My default position, the wine still has to be delicious in the glass and be begging for you to drink more no matter what name it has. For most that will come with an overlay of personal preference.

The discussion of what’s on trend then comes into play. Particular styles and varieties go on a roller coaster ride of popularity, but, that’s for another time.

Ask many consumers and a portion of them will say that natural wine is that cloudy stuff that smells kinda funky.

To be more pragmatic if we define natural wine as not using chemical herbicides, fungicides, and, fertilisers in the vineyard, though allowing machines to be used to manage it, encouraging bio-diversity (ironic given the mono-culture of grapes that typically exists in vineyards) use of wild yeast and bacteria for malolactic and alcoholic fermentation, not using new or young oak that might impart aroma, flavour, and, tannin into the wine, not filtering, and, using only a little sulphur at bottling as a preservative we have a base to start from.

This is not necessarily complete and not necessarily the definition I’d use if I governed a theoretical body of natural winemakers. This is just a group of factors, that on analysis, are applied by many natural winemakers.

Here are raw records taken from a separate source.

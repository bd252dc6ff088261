//! Helmert datum shift from S-JTSK/Bessel into WGS-84.

use super::krovak::first_eccentricity_squared;

/// WGS-84 semi-major axis in metres.
const WGS84_A: f64 = 6_378_137.0;
/// WGS-84 inverse flattening.
const WGS84_INV_F: f64 = 298.257_223_563;

/// Translation in metres.
const DX: f64 = 570.69;
const DY: f64 = 85.69;
const DZ: f64 = 462.84;
/// Rotations in arc-seconds.
const WX_ARCSEC: f64 = -4.998_21;
const WY_ARCSEC: f64 = -1.586_76;
const WZ_ARCSEC: f64 = -5.2611;
/// Scale change.
const M: f64 = 3.543e-6;

/// Earth-centred Cartesian coordinates in metres.
#[derive(Debug, Clone, Copy, PartialEq)]
pub(crate) struct Cartesian {
    pub(crate) x: f64,
    pub(crate) y: f64,
    pub(crate) z: f64,
}

/// WGS-84 geodetic coordinates; angles in radians, height in metres.
#[derive(Debug, Clone, Copy, PartialEq)]
pub(crate) struct Wgs84Geodetic {
    pub(crate) latitude: f64,
    pub(crate) longitude: f64,
    pub(crate) height: f64,
}

impl Wgs84Geodetic {
    pub(crate) fn latitude_deg(&self) -> f64 {
        self.latitude.to_degrees()
    }

    pub(crate) fn longitude_deg(&self) -> f64 {
        self.longitude.to_degrees()
    }
}

#[expect(
    clippy::float_arithmetic,
    reason = "rotations are published in arc-seconds"
)]
fn arcsec_to_rad(arcsec: f64) -> f64 {
    (arcsec / 3600.0).to_radians()
}

/// Apply the seven-parameter small-angle Helmert transform.
#[expect(
    clippy::float_arithmetic,
    reason = "the Helmert transform is a linear float map"
)]
pub(crate) fn helmert(point: Cartesian) -> Cartesian {
    let wx = arcsec_to_rad(WX_ARCSEC);
    let wy = arcsec_to_rad(WY_ARCSEC);
    let wz = arcsec_to_rad(WZ_ARCSEC);
    let scale = 1.0 + M;
    let Cartesian { x, y, z } = point;
    Cartesian {
        x: DX + scale * (x + wz * y - wy * z),
        y: DY + scale * (-wz * x + y + wx * z),
        z: DZ + scale * (wy * x - wx * y + z),
    }
}

/// Recover WGS-84 geodetic coordinates with a single Bowring step.
#[expect(
    clippy::float_arithmetic,
    reason = "Bowring's method is closed-form trigonometry"
)]
pub(crate) fn cartesian_to_wgs84(point: Cartesian) -> Wgs84Geodetic {
    let Cartesian { x, y, z } = point;
    let a_over_b = WGS84_INV_F / (WGS84_INV_F - 1.0);
    let p = (x * x + y * y).sqrt();
    let e2 = first_eccentricity_squared(WGS84_INV_F);
    let theta = (z * a_over_b / p).atan();
    let (sin_t, cos_t) = theta.sin_cos();
    let tan_b = (z + e2 * a_over_b * WGS84_A * sin_t * sin_t * sin_t)
        / (p - e2 * WGS84_A * cos_t * cos_t * cos_t);
    let latitude = tan_b.atan();
    let longitude = 2.0 * (y / (p + x)).atan();
    let height =
        (1.0 + tan_b * tan_b).sqrt() * (p - WGS84_A / (1.0 + (1.0 - e2) * tan_b * tan_b).sqrt());
    Wgs84Geodetic {
        latitude,
        longitude,
        height,
    }
}

/// Shift Bessel Cartesian coordinates into WGS-84 geodetic coordinates.
pub(crate) fn bessel_to_wgs84(point: Cartesian) -> Wgs84Geodetic {
    cartesian_to_wgs84(helmert(point))
}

One additional overlay to natural wine is minimising the impact on the environment end to end. Seeing natural wines in resource intensive heavy weight bottle goes against this. This also supports not using earth or pad filtration which can impart flavour to the wine and in the case of earth, it isn’t exactly the safest thing to use in a winery. I would argue that cross-flow filtration might be acceptable. We enter the realm of lack of definition again. Is it OK to pump a natural wine? Is it OK to use a concrete vessel? We know making concrete releases an incredible amount of CO2 into the environment. What about wax lining the concrete? Is it natural wax. Tartaric acid is natural, citric acid is natural.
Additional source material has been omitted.